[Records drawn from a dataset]
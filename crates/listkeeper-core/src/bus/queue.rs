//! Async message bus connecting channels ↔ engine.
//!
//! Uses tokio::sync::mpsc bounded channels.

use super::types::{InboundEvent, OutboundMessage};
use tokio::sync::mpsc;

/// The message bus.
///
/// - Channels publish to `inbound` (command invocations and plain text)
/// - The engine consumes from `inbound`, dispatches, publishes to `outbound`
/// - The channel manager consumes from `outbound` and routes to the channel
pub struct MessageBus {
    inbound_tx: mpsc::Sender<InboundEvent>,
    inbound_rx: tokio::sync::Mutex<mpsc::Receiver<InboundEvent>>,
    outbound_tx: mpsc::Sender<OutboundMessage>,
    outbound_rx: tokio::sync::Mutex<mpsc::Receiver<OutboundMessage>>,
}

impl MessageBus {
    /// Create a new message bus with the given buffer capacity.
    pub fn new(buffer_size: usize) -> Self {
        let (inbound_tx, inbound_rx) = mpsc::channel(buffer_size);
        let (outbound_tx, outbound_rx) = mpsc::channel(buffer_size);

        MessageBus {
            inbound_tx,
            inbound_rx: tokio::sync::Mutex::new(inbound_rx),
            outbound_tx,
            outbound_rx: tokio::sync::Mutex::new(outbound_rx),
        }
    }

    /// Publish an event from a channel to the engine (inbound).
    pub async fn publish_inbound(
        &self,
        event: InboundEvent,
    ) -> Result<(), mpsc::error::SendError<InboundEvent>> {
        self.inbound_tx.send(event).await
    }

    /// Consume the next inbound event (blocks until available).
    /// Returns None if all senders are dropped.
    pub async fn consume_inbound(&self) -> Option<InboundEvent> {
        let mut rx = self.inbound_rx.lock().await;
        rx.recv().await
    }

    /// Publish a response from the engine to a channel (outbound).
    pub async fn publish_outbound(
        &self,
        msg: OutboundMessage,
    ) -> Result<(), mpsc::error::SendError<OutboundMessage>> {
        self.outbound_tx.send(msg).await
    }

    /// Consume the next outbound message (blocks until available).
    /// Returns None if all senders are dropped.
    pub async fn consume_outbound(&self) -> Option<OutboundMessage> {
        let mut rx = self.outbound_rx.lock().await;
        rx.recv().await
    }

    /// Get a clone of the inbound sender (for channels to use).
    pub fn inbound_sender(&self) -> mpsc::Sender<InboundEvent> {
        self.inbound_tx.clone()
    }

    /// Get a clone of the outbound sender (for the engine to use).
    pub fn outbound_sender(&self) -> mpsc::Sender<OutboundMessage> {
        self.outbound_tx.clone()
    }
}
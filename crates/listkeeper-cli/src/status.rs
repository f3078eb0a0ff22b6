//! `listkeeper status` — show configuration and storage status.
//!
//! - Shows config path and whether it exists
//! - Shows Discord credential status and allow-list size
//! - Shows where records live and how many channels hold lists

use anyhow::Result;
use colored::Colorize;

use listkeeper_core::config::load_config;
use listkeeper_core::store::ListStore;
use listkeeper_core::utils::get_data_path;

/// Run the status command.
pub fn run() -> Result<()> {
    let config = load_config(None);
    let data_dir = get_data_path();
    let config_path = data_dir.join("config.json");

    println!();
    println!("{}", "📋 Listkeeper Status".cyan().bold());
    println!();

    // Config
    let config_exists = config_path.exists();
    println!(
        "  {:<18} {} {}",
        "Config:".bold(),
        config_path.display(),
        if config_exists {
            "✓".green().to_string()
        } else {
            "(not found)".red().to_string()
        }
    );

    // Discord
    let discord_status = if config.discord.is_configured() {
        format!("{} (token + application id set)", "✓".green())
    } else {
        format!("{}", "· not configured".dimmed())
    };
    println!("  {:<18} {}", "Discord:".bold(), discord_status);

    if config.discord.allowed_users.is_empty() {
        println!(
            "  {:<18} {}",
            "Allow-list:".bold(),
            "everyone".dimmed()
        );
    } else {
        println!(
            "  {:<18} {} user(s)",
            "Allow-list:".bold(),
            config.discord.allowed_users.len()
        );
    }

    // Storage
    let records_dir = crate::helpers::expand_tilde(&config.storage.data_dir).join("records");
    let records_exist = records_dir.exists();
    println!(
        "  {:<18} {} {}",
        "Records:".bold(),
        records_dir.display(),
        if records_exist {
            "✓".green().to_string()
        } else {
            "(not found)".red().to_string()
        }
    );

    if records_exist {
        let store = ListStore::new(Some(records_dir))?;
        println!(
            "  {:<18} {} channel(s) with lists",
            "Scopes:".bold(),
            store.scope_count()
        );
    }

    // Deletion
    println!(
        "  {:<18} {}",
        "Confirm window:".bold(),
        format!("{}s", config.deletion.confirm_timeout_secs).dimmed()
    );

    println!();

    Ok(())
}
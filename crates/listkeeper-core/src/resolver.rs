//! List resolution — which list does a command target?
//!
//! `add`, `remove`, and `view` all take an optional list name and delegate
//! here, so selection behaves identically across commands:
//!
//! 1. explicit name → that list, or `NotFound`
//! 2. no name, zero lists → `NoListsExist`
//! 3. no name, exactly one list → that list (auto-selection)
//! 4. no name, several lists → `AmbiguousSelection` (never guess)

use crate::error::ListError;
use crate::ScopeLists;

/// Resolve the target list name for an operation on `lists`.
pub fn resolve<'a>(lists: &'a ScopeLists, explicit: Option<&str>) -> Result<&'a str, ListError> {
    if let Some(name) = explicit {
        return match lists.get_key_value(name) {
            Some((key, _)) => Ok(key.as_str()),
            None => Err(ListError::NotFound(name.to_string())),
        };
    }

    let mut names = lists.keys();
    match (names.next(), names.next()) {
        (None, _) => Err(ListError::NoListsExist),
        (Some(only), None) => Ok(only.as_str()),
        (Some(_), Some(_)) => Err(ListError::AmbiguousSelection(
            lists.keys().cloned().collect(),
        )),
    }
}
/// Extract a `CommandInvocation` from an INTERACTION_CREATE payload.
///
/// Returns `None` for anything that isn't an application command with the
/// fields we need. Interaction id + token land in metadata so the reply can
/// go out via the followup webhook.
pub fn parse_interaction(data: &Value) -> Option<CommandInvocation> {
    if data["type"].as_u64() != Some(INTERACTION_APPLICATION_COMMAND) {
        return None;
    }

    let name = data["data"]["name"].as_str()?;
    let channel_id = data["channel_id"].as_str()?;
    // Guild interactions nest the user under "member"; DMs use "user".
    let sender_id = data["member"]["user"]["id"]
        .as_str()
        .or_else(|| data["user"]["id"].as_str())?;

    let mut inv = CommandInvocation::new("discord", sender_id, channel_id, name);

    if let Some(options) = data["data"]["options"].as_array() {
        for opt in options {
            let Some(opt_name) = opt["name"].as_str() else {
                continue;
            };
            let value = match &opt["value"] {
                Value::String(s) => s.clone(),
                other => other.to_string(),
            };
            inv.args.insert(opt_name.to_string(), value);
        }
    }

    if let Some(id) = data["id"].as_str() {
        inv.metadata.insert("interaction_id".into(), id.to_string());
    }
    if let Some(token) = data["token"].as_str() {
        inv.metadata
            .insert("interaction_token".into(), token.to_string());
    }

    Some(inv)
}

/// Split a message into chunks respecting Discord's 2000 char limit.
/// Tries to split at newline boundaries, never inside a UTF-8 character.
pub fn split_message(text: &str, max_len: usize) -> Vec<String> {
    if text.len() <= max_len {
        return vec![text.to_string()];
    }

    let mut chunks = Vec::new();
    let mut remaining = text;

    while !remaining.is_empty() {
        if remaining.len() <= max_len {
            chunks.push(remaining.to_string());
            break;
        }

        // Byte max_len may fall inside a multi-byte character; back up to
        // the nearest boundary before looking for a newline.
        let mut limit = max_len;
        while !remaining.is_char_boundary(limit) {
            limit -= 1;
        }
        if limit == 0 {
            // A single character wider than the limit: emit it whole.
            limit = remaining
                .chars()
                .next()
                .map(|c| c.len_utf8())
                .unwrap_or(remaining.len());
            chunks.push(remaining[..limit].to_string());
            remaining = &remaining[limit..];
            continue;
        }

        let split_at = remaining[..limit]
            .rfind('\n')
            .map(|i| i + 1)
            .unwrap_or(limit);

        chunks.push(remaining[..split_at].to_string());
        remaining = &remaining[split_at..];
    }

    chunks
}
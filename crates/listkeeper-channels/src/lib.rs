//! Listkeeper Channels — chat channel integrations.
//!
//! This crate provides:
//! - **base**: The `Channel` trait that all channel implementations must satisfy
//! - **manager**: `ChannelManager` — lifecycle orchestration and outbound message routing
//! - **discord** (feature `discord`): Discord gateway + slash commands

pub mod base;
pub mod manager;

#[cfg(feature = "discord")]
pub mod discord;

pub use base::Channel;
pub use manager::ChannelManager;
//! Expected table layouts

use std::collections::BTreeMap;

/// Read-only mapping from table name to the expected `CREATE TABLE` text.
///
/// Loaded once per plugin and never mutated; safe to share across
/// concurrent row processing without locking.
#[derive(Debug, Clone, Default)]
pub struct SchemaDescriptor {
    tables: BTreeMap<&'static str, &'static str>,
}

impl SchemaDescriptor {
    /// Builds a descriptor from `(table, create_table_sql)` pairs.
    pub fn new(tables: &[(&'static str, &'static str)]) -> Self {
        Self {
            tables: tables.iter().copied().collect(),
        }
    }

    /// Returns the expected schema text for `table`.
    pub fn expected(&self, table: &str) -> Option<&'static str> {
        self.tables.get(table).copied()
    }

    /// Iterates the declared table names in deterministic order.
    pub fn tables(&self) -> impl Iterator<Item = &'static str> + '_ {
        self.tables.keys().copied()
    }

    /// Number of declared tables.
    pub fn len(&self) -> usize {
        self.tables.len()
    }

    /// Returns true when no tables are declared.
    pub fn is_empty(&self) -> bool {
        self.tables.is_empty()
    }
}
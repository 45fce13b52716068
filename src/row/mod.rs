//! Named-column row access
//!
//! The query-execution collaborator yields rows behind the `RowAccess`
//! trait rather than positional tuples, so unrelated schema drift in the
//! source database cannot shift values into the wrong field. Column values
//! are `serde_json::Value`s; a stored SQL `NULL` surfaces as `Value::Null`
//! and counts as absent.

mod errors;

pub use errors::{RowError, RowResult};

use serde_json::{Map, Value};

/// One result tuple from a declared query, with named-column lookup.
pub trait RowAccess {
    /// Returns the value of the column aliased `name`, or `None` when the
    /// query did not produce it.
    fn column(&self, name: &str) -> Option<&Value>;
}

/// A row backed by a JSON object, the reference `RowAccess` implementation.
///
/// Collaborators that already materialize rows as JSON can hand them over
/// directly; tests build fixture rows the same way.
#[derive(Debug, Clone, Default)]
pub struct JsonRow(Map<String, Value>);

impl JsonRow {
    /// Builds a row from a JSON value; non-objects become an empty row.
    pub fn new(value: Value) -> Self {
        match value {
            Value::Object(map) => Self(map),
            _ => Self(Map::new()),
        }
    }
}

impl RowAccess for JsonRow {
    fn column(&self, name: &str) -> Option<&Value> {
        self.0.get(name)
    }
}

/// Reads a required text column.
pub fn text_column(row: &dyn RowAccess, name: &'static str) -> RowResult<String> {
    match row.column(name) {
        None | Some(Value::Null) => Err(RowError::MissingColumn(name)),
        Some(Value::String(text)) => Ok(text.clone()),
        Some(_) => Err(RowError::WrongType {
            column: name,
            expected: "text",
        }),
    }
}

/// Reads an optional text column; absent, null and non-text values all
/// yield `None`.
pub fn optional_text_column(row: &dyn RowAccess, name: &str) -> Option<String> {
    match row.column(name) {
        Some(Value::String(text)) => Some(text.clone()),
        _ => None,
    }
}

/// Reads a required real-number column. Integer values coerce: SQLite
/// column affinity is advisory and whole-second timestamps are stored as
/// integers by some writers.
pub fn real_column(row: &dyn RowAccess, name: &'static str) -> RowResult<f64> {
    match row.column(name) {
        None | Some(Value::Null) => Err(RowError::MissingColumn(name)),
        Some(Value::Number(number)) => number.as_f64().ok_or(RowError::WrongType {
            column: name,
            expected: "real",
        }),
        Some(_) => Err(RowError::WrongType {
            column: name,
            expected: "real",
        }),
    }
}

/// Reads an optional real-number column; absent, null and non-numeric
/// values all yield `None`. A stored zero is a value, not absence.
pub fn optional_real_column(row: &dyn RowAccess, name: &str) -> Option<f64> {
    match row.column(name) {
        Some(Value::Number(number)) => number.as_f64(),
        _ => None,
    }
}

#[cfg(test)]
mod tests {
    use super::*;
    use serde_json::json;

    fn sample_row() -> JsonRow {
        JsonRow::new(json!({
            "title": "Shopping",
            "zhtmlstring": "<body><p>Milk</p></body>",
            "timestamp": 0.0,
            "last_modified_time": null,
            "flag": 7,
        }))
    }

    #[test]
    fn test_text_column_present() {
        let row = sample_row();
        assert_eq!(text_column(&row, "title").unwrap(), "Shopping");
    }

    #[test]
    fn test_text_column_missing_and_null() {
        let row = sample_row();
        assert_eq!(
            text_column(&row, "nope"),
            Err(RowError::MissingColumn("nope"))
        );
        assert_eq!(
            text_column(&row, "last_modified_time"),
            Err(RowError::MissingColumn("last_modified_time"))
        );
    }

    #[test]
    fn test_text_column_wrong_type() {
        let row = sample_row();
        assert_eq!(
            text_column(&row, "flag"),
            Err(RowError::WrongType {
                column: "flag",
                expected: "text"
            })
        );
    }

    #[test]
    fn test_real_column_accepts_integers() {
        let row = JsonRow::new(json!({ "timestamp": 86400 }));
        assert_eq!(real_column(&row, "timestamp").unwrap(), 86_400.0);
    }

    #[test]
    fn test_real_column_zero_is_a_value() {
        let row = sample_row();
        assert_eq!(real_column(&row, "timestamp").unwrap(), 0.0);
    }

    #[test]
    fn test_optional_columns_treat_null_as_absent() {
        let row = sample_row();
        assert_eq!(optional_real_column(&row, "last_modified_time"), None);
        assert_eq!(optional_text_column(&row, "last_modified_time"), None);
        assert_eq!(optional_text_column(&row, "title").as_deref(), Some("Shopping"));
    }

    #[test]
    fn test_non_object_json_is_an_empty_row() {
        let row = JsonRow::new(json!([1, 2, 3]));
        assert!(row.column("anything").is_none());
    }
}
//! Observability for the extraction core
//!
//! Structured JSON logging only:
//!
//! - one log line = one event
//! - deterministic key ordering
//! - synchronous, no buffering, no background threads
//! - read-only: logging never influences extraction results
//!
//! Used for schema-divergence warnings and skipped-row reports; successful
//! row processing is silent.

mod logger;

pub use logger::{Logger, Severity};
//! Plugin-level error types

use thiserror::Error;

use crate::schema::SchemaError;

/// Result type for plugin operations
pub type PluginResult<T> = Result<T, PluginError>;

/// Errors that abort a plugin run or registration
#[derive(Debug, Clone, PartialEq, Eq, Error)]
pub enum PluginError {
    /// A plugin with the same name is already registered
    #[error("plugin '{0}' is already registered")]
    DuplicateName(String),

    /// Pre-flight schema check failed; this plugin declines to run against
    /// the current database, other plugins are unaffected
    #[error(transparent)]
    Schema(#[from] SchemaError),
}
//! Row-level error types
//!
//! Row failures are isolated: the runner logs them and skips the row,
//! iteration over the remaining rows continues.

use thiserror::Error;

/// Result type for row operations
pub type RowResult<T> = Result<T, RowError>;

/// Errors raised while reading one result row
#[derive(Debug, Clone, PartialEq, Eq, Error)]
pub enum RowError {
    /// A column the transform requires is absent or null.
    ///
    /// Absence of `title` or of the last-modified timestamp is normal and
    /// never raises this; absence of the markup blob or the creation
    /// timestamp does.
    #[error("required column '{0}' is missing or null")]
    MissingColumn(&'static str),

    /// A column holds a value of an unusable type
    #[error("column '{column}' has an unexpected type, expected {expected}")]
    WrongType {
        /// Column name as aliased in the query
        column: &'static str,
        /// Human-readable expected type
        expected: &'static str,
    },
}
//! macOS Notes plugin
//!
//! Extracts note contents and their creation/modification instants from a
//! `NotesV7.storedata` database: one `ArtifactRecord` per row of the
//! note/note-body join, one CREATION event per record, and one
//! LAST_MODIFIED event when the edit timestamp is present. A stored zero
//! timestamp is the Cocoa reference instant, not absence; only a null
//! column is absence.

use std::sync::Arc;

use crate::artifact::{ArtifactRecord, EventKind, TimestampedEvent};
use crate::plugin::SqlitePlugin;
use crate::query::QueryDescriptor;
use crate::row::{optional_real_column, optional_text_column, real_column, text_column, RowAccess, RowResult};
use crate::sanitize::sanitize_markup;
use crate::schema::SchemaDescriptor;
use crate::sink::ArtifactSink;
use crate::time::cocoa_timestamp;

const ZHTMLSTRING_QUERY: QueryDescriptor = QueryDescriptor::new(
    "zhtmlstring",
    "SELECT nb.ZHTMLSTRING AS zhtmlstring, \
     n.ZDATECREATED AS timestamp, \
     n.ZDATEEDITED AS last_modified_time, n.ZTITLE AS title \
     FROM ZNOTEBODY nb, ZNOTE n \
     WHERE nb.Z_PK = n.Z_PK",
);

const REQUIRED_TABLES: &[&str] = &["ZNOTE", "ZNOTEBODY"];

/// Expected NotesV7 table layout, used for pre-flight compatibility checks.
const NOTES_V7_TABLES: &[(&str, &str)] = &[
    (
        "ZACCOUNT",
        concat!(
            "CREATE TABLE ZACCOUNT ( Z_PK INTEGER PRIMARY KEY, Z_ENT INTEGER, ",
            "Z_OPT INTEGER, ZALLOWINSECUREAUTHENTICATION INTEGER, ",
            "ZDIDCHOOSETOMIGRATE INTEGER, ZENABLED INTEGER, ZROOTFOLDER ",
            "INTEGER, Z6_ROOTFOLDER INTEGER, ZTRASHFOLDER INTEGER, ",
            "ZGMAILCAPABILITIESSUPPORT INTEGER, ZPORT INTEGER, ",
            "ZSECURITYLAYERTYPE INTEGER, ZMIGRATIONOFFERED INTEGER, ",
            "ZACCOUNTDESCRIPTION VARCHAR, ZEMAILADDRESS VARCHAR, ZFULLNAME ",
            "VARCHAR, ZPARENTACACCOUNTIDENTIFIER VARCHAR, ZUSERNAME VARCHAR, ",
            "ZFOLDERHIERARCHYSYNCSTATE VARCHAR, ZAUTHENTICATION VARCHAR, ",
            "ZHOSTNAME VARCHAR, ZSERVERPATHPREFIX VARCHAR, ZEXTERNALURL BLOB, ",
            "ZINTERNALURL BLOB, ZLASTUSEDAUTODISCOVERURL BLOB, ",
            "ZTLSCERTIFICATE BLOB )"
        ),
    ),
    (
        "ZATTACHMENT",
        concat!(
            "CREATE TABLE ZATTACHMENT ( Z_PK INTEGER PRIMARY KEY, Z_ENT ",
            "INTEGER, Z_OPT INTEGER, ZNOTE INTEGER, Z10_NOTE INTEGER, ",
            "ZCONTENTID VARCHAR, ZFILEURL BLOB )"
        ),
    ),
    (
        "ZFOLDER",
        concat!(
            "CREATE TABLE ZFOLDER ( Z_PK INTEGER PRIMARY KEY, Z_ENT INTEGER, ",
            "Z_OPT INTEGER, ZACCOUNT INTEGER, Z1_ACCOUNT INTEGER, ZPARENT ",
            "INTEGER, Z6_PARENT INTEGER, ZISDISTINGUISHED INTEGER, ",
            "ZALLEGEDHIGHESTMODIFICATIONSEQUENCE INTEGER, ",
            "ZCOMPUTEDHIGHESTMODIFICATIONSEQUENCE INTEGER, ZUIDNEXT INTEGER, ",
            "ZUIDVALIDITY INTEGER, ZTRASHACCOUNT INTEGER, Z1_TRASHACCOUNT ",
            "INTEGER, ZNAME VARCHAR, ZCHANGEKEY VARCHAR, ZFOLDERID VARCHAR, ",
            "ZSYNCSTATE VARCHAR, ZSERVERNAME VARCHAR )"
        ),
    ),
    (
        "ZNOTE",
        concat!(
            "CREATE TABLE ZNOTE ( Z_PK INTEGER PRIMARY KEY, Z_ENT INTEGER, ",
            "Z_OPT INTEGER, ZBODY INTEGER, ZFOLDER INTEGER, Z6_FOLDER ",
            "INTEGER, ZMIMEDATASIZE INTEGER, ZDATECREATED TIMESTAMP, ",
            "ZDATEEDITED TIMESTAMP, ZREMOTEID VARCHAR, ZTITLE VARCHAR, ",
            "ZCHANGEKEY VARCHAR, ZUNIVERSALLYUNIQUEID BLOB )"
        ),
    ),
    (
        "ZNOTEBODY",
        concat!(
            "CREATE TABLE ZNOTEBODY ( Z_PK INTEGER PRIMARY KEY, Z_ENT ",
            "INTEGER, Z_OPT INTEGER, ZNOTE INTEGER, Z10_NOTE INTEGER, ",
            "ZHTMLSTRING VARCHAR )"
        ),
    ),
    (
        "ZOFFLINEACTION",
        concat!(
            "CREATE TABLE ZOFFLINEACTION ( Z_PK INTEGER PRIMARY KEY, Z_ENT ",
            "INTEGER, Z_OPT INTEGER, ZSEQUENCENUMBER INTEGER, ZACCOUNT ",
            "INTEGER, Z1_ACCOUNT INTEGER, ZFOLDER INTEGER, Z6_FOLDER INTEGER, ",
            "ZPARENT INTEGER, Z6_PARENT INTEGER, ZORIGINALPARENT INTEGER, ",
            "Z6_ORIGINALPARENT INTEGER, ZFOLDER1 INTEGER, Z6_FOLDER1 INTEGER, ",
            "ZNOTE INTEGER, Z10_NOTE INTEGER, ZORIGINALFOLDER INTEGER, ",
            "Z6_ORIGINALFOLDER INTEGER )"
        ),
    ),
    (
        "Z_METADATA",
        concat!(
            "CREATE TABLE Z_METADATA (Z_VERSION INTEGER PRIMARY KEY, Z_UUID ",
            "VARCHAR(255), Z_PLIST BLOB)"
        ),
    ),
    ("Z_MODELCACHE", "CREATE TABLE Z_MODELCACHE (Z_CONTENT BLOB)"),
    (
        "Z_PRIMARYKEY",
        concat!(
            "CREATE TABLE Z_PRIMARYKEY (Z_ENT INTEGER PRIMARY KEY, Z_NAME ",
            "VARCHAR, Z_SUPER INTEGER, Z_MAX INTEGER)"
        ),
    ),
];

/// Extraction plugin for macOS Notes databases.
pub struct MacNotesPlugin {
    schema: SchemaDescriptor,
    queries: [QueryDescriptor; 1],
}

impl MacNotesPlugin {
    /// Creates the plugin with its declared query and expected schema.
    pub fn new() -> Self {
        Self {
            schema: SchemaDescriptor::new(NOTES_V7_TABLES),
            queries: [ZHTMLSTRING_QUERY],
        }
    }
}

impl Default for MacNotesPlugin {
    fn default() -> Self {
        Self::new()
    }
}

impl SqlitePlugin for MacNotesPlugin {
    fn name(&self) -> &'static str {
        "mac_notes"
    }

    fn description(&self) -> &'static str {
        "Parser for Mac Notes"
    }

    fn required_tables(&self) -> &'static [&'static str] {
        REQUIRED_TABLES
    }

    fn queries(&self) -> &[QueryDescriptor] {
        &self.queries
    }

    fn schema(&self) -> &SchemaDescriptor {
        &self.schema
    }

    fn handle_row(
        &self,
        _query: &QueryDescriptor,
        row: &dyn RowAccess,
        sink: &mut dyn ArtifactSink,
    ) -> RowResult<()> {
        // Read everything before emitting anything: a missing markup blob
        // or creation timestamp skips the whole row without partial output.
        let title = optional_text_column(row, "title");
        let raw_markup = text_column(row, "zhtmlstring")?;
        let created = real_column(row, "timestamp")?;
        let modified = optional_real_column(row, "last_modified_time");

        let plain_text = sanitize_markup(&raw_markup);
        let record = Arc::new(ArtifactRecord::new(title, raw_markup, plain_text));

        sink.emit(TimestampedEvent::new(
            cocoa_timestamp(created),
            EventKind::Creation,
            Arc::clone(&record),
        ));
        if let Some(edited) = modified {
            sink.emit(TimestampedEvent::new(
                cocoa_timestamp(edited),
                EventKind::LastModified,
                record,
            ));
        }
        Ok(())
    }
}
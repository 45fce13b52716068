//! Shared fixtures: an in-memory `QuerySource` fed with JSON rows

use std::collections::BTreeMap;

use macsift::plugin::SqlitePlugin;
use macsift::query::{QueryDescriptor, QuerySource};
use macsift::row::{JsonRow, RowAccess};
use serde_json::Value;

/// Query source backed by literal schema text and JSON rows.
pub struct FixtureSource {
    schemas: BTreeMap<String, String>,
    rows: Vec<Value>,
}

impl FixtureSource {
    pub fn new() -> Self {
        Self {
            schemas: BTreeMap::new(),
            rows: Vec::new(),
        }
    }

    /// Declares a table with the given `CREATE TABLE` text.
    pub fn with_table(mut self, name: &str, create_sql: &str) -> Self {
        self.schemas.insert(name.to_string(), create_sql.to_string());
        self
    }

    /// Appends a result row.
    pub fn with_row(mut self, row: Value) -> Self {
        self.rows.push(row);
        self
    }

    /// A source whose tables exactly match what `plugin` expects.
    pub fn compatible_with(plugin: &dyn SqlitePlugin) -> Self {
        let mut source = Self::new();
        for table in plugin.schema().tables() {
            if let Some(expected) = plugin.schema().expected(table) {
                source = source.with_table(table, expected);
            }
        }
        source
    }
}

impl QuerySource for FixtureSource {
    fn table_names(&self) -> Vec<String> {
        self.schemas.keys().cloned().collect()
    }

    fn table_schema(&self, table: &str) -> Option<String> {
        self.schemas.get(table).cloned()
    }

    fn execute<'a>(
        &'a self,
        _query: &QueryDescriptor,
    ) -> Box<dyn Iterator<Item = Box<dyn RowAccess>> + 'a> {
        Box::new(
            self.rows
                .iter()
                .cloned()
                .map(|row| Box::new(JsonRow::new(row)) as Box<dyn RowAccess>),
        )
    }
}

**TRY IT**
Lines containing the word "nope" are to be pulled from the records and copied.

**RESULT FOR THIS EXERCISE**
            text_column(&row, "nope"),
            Err(RowError::MissingColumn("nope"))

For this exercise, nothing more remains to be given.